### Task requirements
For the entries that follow, tally the lines holding the string "Duration". Give the total and nothing else.

### Material supplied
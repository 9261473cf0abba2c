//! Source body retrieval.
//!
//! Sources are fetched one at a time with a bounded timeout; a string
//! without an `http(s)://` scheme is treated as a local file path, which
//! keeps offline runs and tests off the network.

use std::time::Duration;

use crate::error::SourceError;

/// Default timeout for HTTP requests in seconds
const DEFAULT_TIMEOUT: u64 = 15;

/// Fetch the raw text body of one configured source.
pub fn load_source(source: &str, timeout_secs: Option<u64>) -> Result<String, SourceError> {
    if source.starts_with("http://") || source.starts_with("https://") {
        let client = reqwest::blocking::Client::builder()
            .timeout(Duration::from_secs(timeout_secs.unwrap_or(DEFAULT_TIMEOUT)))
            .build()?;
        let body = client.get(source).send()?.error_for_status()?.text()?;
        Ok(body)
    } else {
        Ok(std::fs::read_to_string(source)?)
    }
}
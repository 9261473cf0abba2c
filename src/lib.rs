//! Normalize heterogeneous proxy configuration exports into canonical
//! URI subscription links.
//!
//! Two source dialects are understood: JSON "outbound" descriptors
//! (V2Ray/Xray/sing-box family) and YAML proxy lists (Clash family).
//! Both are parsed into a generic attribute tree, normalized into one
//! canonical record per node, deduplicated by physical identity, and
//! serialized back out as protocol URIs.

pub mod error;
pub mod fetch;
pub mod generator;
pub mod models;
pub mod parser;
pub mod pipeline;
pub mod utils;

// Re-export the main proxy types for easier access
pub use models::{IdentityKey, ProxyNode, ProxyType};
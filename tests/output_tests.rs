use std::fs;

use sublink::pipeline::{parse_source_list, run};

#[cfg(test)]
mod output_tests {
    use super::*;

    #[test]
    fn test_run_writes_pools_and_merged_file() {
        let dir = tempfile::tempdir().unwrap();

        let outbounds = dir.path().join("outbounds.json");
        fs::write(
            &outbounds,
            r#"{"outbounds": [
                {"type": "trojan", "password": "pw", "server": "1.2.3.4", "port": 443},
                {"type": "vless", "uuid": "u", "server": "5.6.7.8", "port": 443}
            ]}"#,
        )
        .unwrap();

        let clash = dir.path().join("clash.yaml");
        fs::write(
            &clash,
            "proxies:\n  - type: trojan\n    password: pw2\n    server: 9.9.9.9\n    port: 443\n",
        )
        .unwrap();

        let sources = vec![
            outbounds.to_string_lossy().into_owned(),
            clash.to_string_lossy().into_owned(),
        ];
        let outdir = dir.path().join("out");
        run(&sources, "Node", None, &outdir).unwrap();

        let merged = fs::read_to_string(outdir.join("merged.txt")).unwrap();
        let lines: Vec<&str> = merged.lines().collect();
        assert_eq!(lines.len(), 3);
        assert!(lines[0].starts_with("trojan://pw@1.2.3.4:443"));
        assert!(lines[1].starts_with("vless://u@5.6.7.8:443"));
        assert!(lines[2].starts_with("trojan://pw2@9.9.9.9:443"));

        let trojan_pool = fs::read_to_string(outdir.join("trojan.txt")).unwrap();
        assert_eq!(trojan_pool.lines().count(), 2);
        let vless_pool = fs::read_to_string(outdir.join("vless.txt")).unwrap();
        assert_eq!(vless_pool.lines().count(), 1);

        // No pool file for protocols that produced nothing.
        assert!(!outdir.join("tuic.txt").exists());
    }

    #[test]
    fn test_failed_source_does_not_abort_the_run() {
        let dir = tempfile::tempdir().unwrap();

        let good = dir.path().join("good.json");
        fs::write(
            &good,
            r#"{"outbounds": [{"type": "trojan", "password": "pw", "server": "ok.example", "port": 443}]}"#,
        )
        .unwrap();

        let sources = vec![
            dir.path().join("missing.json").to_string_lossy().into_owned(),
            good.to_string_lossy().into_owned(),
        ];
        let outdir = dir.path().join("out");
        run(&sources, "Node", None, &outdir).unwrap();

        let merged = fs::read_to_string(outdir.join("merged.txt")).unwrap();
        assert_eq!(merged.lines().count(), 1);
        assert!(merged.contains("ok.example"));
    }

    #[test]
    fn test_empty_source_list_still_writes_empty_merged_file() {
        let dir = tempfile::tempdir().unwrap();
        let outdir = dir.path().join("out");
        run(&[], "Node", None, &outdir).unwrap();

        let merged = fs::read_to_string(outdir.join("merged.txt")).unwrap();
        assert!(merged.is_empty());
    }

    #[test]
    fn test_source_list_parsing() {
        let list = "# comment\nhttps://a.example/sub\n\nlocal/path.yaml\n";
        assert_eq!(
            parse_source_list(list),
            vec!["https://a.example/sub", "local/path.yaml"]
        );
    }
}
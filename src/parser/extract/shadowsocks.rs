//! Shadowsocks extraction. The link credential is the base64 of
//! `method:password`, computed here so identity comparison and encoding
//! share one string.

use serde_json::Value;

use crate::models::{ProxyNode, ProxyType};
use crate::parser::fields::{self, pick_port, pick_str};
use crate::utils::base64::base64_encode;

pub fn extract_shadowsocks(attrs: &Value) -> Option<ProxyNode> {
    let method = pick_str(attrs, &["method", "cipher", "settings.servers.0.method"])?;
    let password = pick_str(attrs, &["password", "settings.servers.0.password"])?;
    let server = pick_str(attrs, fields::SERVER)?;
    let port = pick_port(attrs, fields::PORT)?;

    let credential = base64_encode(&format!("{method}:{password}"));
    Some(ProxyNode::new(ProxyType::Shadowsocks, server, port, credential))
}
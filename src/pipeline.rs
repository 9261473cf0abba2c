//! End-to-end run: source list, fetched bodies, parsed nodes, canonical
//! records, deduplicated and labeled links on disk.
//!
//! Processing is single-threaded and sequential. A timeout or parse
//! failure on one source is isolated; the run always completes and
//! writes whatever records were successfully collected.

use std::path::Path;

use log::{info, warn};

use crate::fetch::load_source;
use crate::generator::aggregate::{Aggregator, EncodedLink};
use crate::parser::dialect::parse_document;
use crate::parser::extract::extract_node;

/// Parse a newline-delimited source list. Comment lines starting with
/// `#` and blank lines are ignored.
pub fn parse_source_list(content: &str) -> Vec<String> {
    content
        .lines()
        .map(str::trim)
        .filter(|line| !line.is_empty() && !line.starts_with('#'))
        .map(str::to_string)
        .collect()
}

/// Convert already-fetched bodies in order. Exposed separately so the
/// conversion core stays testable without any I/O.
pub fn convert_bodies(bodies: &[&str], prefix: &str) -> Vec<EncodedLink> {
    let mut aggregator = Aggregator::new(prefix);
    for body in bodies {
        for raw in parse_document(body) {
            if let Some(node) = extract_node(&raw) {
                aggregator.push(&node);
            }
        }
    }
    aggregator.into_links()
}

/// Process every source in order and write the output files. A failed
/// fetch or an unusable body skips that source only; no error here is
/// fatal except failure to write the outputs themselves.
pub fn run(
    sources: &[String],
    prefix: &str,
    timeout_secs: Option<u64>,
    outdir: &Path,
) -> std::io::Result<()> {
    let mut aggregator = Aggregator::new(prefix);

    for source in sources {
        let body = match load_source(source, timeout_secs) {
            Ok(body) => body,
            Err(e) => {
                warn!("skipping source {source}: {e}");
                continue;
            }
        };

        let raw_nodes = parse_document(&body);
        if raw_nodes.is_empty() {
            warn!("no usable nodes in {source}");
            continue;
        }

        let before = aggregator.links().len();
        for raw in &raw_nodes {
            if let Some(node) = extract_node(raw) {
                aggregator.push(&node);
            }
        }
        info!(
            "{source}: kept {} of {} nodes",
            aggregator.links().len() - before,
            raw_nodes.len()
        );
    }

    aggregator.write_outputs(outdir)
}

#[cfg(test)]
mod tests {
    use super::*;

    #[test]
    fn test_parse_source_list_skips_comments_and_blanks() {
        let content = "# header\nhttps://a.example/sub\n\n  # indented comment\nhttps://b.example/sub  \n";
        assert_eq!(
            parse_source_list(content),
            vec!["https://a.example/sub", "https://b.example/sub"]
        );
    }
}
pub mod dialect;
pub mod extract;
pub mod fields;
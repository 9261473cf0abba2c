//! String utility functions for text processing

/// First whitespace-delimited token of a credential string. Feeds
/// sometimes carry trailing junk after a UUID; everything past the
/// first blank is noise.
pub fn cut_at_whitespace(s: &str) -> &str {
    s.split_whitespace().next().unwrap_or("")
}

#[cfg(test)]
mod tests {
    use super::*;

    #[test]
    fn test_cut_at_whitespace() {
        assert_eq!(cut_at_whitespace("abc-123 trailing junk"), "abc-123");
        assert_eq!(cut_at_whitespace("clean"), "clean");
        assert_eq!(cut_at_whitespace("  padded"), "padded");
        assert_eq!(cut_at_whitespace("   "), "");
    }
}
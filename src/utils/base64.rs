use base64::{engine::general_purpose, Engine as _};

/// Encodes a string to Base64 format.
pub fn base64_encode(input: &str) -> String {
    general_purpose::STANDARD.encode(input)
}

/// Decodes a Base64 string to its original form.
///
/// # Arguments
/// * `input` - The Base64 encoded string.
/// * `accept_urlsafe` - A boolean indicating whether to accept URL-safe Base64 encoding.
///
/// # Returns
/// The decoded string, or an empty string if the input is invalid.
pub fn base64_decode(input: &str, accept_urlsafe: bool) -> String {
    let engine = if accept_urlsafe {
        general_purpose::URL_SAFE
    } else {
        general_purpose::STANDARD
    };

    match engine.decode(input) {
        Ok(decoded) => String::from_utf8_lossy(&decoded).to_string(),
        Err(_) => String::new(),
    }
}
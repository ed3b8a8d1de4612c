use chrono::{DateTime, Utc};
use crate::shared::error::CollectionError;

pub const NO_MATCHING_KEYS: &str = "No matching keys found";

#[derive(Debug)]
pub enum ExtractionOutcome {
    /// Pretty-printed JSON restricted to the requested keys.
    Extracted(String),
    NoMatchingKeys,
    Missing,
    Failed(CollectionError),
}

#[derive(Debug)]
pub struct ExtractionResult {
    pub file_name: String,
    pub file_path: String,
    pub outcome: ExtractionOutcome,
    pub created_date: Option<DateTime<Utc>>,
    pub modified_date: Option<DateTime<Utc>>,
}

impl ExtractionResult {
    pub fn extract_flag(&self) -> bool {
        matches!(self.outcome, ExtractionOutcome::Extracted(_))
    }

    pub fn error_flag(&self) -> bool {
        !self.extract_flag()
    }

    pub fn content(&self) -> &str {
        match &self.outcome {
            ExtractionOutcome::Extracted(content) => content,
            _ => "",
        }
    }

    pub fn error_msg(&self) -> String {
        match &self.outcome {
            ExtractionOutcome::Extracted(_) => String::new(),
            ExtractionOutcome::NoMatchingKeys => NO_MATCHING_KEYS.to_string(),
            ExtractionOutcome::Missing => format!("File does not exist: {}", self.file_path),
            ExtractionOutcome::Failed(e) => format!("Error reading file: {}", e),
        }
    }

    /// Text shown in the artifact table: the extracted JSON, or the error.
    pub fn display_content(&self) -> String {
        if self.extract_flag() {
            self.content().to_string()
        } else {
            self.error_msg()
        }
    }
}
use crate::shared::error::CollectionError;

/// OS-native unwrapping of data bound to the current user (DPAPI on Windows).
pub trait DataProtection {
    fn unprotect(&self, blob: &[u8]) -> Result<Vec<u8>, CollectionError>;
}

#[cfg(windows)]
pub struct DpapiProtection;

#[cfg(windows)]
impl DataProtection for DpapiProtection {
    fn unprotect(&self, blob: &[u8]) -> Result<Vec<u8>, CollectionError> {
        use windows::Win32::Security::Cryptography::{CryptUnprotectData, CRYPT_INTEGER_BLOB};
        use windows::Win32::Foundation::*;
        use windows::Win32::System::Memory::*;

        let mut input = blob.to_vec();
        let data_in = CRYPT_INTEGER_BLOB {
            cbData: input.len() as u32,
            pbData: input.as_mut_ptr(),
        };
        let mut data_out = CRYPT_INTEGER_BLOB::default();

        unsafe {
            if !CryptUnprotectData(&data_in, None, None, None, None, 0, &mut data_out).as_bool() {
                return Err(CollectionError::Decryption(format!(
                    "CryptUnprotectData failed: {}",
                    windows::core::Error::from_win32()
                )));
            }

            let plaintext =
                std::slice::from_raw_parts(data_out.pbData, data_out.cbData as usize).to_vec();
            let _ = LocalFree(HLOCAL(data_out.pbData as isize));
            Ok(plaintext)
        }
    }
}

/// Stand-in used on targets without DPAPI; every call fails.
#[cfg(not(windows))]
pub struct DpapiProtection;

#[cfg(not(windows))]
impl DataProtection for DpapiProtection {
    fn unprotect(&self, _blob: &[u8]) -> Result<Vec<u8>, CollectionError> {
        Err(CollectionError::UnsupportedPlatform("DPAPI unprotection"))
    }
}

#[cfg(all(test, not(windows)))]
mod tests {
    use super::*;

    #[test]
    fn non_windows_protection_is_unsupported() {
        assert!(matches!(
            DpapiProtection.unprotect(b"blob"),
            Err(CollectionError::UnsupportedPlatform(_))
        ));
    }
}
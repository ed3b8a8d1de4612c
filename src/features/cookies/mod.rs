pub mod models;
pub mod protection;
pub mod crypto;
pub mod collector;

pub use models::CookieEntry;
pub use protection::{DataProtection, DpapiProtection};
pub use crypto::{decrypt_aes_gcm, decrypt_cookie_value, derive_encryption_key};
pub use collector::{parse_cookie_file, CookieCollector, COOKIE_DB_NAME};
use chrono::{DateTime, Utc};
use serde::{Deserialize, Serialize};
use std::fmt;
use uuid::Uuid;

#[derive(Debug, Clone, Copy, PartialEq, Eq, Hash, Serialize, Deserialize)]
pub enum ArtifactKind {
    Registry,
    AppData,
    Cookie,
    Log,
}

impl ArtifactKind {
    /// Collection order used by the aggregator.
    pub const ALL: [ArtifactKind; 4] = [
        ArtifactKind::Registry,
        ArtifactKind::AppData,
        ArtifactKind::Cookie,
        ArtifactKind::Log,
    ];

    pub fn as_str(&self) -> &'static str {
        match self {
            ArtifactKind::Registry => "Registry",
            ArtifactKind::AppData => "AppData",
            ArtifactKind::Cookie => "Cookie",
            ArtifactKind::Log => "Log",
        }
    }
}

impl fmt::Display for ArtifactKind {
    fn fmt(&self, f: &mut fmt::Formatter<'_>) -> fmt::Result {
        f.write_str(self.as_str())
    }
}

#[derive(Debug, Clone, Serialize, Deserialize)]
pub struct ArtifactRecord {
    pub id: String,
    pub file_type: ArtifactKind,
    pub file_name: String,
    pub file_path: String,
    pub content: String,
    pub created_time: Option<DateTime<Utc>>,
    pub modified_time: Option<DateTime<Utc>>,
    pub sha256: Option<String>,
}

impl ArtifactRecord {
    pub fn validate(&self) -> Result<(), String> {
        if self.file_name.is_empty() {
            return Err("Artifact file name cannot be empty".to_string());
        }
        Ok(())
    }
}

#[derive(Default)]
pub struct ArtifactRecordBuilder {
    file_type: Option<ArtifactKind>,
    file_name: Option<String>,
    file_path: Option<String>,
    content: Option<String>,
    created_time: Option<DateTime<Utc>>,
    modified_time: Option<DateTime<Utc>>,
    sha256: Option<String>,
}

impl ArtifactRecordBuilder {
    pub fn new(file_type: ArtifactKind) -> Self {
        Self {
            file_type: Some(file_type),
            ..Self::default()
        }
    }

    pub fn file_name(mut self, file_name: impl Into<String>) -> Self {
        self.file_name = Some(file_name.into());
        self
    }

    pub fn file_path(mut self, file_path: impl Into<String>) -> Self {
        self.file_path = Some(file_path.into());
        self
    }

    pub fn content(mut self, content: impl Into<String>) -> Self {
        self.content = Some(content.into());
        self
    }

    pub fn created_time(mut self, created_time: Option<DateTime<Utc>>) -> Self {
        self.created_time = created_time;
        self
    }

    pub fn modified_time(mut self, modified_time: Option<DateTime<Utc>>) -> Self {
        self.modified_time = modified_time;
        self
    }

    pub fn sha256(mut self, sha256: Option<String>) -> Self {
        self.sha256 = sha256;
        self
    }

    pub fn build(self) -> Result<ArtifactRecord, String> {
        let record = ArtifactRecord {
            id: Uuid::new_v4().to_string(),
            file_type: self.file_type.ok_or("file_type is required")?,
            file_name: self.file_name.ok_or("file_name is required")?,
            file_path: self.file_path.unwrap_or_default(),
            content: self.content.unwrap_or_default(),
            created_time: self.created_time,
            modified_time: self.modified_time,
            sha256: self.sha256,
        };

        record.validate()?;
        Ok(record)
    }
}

### Response
2